We got no overtime, PERIOD. No sick days or vacation either. We got Thanksgiving, Christmas and New Year's off... without pay. My first year that was three days without pay between Thanksgiving and New Year's. Then they bumped it up to TWO unpaid days off for those holidays, so for the past two years I had SIX unpaid days between Thanksgiving and New Years. The project manager for HP (a generally decent guy) couldn't understand why I wasn't visiting my family in Chicago for Christmas. I told him, "I can't afford to."
 
We got no overtime, PERIOD. No sick days or vacation either. We got Thanksgiving, Christmas and New Year's off... without pay. My first year that was three days without pay between Thanksgiving and New Year's. Then they bumped it up to TWO unpaid days off for those holidays, so for the past two years I had SIX unpaid days between Thanksgiving and New Years. The project manager for HP (a generally decent guy) couldn't understand why I wasn't visiting my family in Chicago for Christmas. I told him, "I can't afford to."

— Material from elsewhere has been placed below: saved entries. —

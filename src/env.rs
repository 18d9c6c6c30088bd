//! Environment variable configuration for xform-typecheck.
//!
//! This module provides a structured way to access environment variables
//! using the `envy` crate with serde deserialization.

use serde::Deserialize;

fn default_max_pipeline_nodes() -> usize {
    200_000
}

/// Environment configuration for the application.
///
/// All fields are optional and fall back to sane defaults.
#[derive(Debug, Deserialize, Clone)]
pub struct EnvConfig {
    /// Enable debug mode for diagnostic output.
    ///
    /// When enabled, diagnostics are printed using simple Debug formatting
    /// instead of pretty-printed Ariadne reports.
    ///
    /// Set via: `DEV_DEBUG=1` or `DEV_DEBUG=true`
    #[serde(default)]
    pub dev_debug: bool,

    /// Upper bound on the number of grammar productions or MTT rules a
    /// single pipeline stage will iterate over before aborting with a
    /// schema defect. Guards against unbounded recursion on pathological
    /// or adversarial schema/stylesheet input.
    ///
    /// Set via: `MAX_PIPELINE_NODES=50000`
    #[serde(default = "default_max_pipeline_nodes")]
    pub max_pipeline_nodes: usize,
}

impl Default for EnvConfig {
    fn default() -> Self {
        EnvConfig {
            dev_debug: false,
            max_pipeline_nodes: default_max_pipeline_nodes(),
        }
    }
}

impl EnvConfig {
    /// Load configuration from environment variables.
    ///
    /// This will attempt to parse environment variables into the config
    /// struct. If parsing fails or variables are not set, it will return
    /// the default config.
    pub fn load() -> Self {
        envy::from_env::<EnvConfig>().unwrap_or_default()
    }

    /// Check if debug mode is enabled.
    pub fn is_debug_mode(&self) -> bool {
        self.dev_debug
    }
}

#[cfg(test)]
mod tests {
    use super::*;
    use std::env;

    #[test]
    fn test_env_config_with_dev_debug_enabled() {
        unsafe {
            env::set_var("DEV_DEBUG", "true");
        }
        let config = EnvConfig::load();
        assert!(config.is_debug_mode());
        unsafe {
            env::remove_var("DEV_DEBUG");
        }
    }

    #[test]
    fn test_env_config_default_max_pipeline_nodes() {
        let config = EnvConfig::default();
        assert_eq!(config.max_pipeline_nodes, 200_000);
    }
}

that sucks...maybe you should work harder;)
 
I worked a "fun job" for a while. By "fun" I mean that it wasn't for the money. I did have fun there, but it was "at-will" employment which means that they could terminate your employment (and you could quit) without any notice. No one ever quit of course (because they needed their jobs), but good people lost their jobs because they couldn't keep up with ridiculous manager-imposed quotas that continually increased. I saw a lot of people let go and a lot of new morons get hired for even less money. It turned out that the manager was imposing quotas far and above what the company mandated, and making himself tidy little bonuses. After I figured it out and had enough, I said "I'm done" and walked out. The manager said "Wait a minute..you're going? Just like that?" This is the same guy who fired a dozen people over a 6-month period, and never gave them a moment's notice, but was indignant that I just got tired of it and left. They fired him three months later. I believe there was a party, with cake. :)
 
Howdy

Howdy,
I'm learning a lot about many of you.
It's interesting. Many here will succeed or fail because of their ideology or work ethic. Some, who may well be good workers, will make it or not because of attitude.

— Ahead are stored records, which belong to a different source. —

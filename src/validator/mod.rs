//! The type-preservation validator: checks structural
//! coverage, type-constraint compatibility, and cardinality compatibility
//! between `G_S`, `G_T` via the MTT, producing a proof trace. Never
//! materializes trees.

mod reconcile;
pub mod errors;
mod resolve;

use std::collections::BTreeMap;

use serde::{Deserialize, Serialize};

use crate::errors::{Diagnostic, Level};
use crate::grammar::Grammar;
use crate::mtt::Mtt;
use crate::reports::ProofTrace;

pub use resolve::ResolvedTarget;

/// Where a source production lhs ends up: a covered target element name,
/// or unmapped.
#[derive(Debug, Clone, PartialEq, Eq, Serialize, Deserialize)]
#[serde(tag = "status", rename_all = "snake_case")]
pub enum CoverageTarget {
    Mapped(String),
    Unmapped,
}

/// The outcome of type-preservation validation: whether the mapping is
/// type-preserving, plus the diagnostics and coverage accounting behind
/// that verdict.
#[derive(Debug, Clone, Serialize, Deserialize)]
pub struct ValidationResult {
    pub valid: bool,
    pub errors: Vec<Diagnostic>,
    pub warnings: Vec<Diagnostic>,
    pub proof_steps: ProofTrace,
    pub coverage: BTreeMap<String, CoverageTarget>,
}

/// Run the structural-coverage, type-constraint, and cardinality checks
/// and assemble a [`ValidationResult`]. Deterministic iteration over
/// `source.productions` and `source.type_constraints`.
pub fn validate(source: &Grammar, target: &Grammar, mtt: &Mtt) -> ValidationResult {
    let mut trace = ProofTrace::new();
    let mut result_errors = Vec::new();
    let mut result_warnings = Vec::new();

    trace.push(Level::Info, "Step 1: structural coverage");
    let mut coverage = BTreeMap::new();
    step1_structural_coverage(source, mtt, &mut trace, &mut result_errors, &mut result_warnings, &mut coverage);

    trace.push(Level::Info, "Step 2: type-constraint compatibility");
    step2_type_constraints(source, target, mtt, &mut trace, &mut result_errors, &mut result_warnings);

    trace.push(Level::Info, "Step 3: cardinality compatibility");
    step3_cardinality(source, target, mtt, &mut trace, &mut result_warnings);

    trace.push(Level::Info, "Step 4: coverage matrix");
    for production in &source.productions {
        coverage.entry(production.lhs.clone()).or_insert_with(|| {
            match resolve::resolve(mtt, target, &production.lhs) {
                Some((resolved, _)) => CoverageTarget::Mapped(resolved.display_name()),
                None => CoverageTarget::Unmapped,
            }
        });
    }

    let valid = result_errors.is_empty();
    trace.push(
        if valid { Level::Ok } else { Level::Error },
        format!("validation {}", if valid { "passed" } else { "failed" }),
    );

    ValidationResult {
        valid,
        errors: result_errors,
        warnings: result_warnings,
        proof_steps: trace,
        coverage,
    }
}

fn step1_structural_coverage(
    source: &Grammar,
    mtt: &Mtt,
    trace: &mut ProofTrace,
    result_errors: &mut Vec<Diagnostic>,
    result_warnings: &mut Vec<Diagnostic>,
    _coverage: &mut BTreeMap<String, CoverageTarget>,
) {
    let root_covered = mtt.rules.iter().any(|r| resolve::rule_reaches(r, &source.root));
    if !root_covered {
        let diagnostic = errors::no_rule_for_root(&source.root);
        trace.push_diagnostic(diagnostic.clone());
        result_errors.push(diagnostic);
    } else {
        trace.push(Level::Ok, format!("root `{}` is covered by a transformation rule", source.root));
    }

    for production in &source.productions {
        let covered = mtt.rules.iter().any(|r| resolve::rule_reaches(r, &production.lhs));
        if !covered {
            let diagnostic = errors::uncovered_production(&production.lhs);
            trace.push_diagnostic(diagnostic.clone());
            result_warnings.push(diagnostic);
        }
    }
}

fn step2_type_constraints(
    source: &Grammar,
    target: &Grammar,
    mtt: &Mtt,
    trace: &mut ProofTrace,
    result_errors: &mut Vec<Diagnostic>,
    result_warnings: &mut Vec<Diagnostic>,
) {
    for (source_elem, src_constraint) in &source.type_constraints {
        let Some((resolved, guard)) = resolve::resolve(mtt, target, source_elem) else {
            continue;
        };
        let Some((tgt_base, tgt_restrictions)) = resolve::target_info(target, &resolved) else {
            continue;
        };
        let target_name = resolved.display_name();

        if !src_constraint.base_type.compatible_with(&tgt_base) {
            let diagnostic = errors::incompatible_base_types(
                source_elem,
                &target_name,
                &format!("{:?}", src_constraint.base_type),
                &format!("{:?}", tgt_base),
            );
            trace.push_diagnostic(diagnostic.clone());
            result_errors.push(diagnostic);
            continue;
        }
        trace.push(
            Level::Ok,
            format!("`{}` is type-compatible with `{}`", source_elem, target_name),
        );

        for (key, value) in &tgt_restrictions {
            if src_constraint.restrictions.contains_key(key) {
                continue;
            }
            if reconcile::guard_implies_restriction(guard, source_elem, key, value) {
                trace.push_diagnostic(errors::restriction_reconciled(source_elem, key, value));
            } else {
                let diagnostic = errors::missing_restriction_warning(source_elem, &target_name, key, value);
                trace.push_diagnostic(diagnostic.clone());
                result_warnings.push(diagnostic);
            }
        }
    }
}

fn step3_cardinality(
    source: &Grammar,
    target: &Grammar,
    mtt: &Mtt,
    trace: &mut ProofTrace,
    result_warnings: &mut Vec<Diagnostic>,
) {
    for production in &source.productions {
        let Some((resolved, guard)) = resolve::resolve(mtt, target, &production.lhs) else {
            continue;
        };
        let Some(tgt_cardinality) = resolve::target_cardinality(target, &resolved) else {
            continue;
        };
        let src = production.cardinality;
        let tgt = tgt_cardinality;
        let target_name = resolved.display_name();

        let empty_vs_required = src.lo == 0 && tgt.lo > 0;
        let many_vs_one = src.hi.map(|h| h > 1).unwrap_or(true) && tgt.hi == Some(1);

        if !empty_vs_required && !many_vs_one {
            trace.push(
                Level::Ok,
                format!("`{}` -> `{}` cardinality is compatible", production.lhs, target_name),
            );
            continue;
        }

        if empty_vs_required && reconcile_absence(guard, &production.lhs) {
            trace.push_diagnostic(errors::cardinality_reconciled(&production.lhs));
            continue;
        }

        let diagnostic = errors::cardinality_warning(&production.lhs, &target_name, src, tgt);
        trace.push_diagnostic(diagnostic.clone());
        result_warnings.push(diagnostic);
    }
}

/// Heuristic for downgrading an empty-vs-required cardinality mismatch to
/// ok: a guard that mentions this field in any comparison is treated as
/// having ruled out the empty case, since any comparison against a field
/// requires the field to be evaluable.
fn reconcile_absence(guard: Option<&crate::mtt::Predicate>, field: &str) -> bool {
    fn mentions(pred: &crate::mtt::Predicate, field: &str) -> bool {
        use crate::mtt::Predicate;
        match pred {
            Predicate::Compare { path, .. } => path == field,
            Predicate::And(parts) | Predicate::Or(parts) => parts.iter().any(|p| mentions(p, field)),
            Predicate::Not(inner) => mentions(inner, field),
            Predicate::Opaque(_) => false,
        }
    }
    guard.map(|g| mentions(g, field)).unwrap_or(false)
}

#[cfg(test)]
mod tests {
    use super::*;
    use crate::errors::InputSource;
    use crate::{grammar, mtt, xmltree};

    fn build(source_xsd: &str, target_xsd: &str, stylesheet_xml: &str) -> (Grammar, Grammar, Mtt) {
        let source_tree = xmltree::parse(source_xsd, InputSource::SourceSchema).unwrap();
        let target_tree = xmltree::parse(target_xsd, InputSource::TargetSchema).unwrap();
        let stylesheet_tree = xmltree::parse(stylesheet_xml, InputSource::Stylesheet).unwrap();
        let source = grammar::build(&source_tree, InputSource::SourceSchema).unwrap().grammar;
        let target = grammar::build(&target_tree, InputSource::TargetSchema).unwrap().grammar;
        let mtt = mtt::build(&stylesheet_tree).unwrap();
        (source, target, mtt)
    }

    const PERSON_SCHEMA: &str = r#"<schema>
        <element name="Person">
            <complexType>
                <sequence>
                    <element name="Name" type="xs:string"/>
                    <element name="Age" type="xs:integer"/>
                </sequence>
            </complexType>
        </element>
    </schema>"#;

    const INDIVIDUAL_SCHEMA: &str = r#"<schema>
        <element name="Individual">
            <complexType>
                <attribute name="fullname" type="xs:string"/>
                <attribute name="years">
                    <simpleType>
                        <restriction base="xs:integer">
                            <minInclusive value="0"/>
                        </restriction>
                    </simpleType>
                </attribute>
            </complexType>
        </element>
    </schema>"#;

    #[test]
    fn guarded_scenario_reconciles_warning() {
        let stylesheet = r#"<stylesheet>
            <template match="Person">
                <if test="Age &gt;= 0">
                    <Individual fullname="{Name}" years="{Age}"/>
                </if>
            </template>
        </stylesheet>"#;
        let (source, target, mtt) = build(PERSON_SCHEMA, INDIVIDUAL_SCHEMA, stylesheet);
        let result = validate(&source, &target, &mtt);
        assert!(result.valid, "{:?}", result.errors);
        assert!(
            !result.warnings.iter().any(|w| w.message.contains("minInclusive")),
            "guard should reconcile the minInclusive warning: {:?}",
            result.warnings
        );
    }

    #[test]
    fn missing_guard_surfaces_restriction_warning() {
        let stylesheet = r#"<stylesheet>
            <template match="Person">
                <Individual fullname="{Name}" years="{Age}"/>
            </template>
        </stylesheet>"#;
        let (source, target, mtt) = build(PERSON_SCHEMA, INDIVIDUAL_SCHEMA, stylesheet);
        let result = validate(&source, &target, &mtt);
        assert!(result.valid);
        assert!(result.warnings.iter().any(|w| w.message.contains("minInclusive")));
    }

    #[test]
    fn uncovered_sibling_element_is_a_warning_not_an_error() {
        let schema = r#"<schema>
            <element name="Person">
                <complexType>
                    <sequence><element name="Name" type="xs:string"/></sequence>
                </complexType>
            </element>
            <element name="Organization" type="xs:string"/>
        </schema>"#;
        let stylesheet = r#"<stylesheet>
            <template match="Person"><Individual/></template>
        </stylesheet>"#;
        let source_tree = xmltree::parse(schema, InputSource::SourceSchema).unwrap();
        let target_tree = xmltree::parse(INDIVIDUAL_SCHEMA, InputSource::TargetSchema).unwrap();
        let stylesheet_tree = xmltree::parse(stylesheet, InputSource::Stylesheet).unwrap();
        let source = grammar::build(&source_tree, InputSource::SourceSchema).unwrap().grammar;
        let target = grammar::build(&target_tree, InputSource::TargetSchema).unwrap().grammar;
        let mtt = mtt::build(&stylesheet_tree).unwrap();
        let result = validate(&source, &target, &mtt);
        assert!(result.valid);
        assert!(result.warnings.iter().any(|w| w.message.contains("Organization")));
        assert_eq!(result.coverage.get("Organization"), Some(&CoverageTarget::Unmapped));
    }

    #[test]
    fn many_to_one_cardinality_is_a_warning() {
        let source_schema = r#"<schema>
            <element name="Contact">
                <complexType>
                    <sequence>
                        <element name="Phone" type="xs:string" minOccurs="0" maxOccurs="unbounded"/>
                    </sequence>
                </complexType>
            </element>
        </schema>"#;
        let target_schema = r#"<schema>
            <element name="Person">
                <complexType>
                    <sequence>
                        <element name="Phone" type="xs:string"/>
                    </sequence>
                </complexType>
            </element>
        </schema>"#;
        let stylesheet = r#"<stylesheet>
            <template match="Contact"><Person><value-of select="Phone"/></Person></template>
        </stylesheet>"#;
        let (source, target, mtt) = build(source_schema, target_schema, stylesheet);
        let result = validate(&source, &target, &mtt);
        assert!(result.valid);
        assert!(result.warnings.iter().any(|w| w.message.contains("0")));
    }
}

I can't imagine anyone staying somewhere when he or she feels abused. If you stay you are allowing whatever abuse you are suffering to happen to you. It strikes me as an abused wife who stays with her husband and continues to soak up the abuse. I have never been one to be taken advantage of or treated poorly for money. I have been lucky. I have had a few jobs I hated over the years but never for long. I walked off a $60,000.00 a year job during the Clinton administration and took up driving a school bus because I had been lied to. That one and probably a half dozen other jobs over the years due to unkept promises. I was like the Three Stooges, always working or looking for work and spent little time unemployed.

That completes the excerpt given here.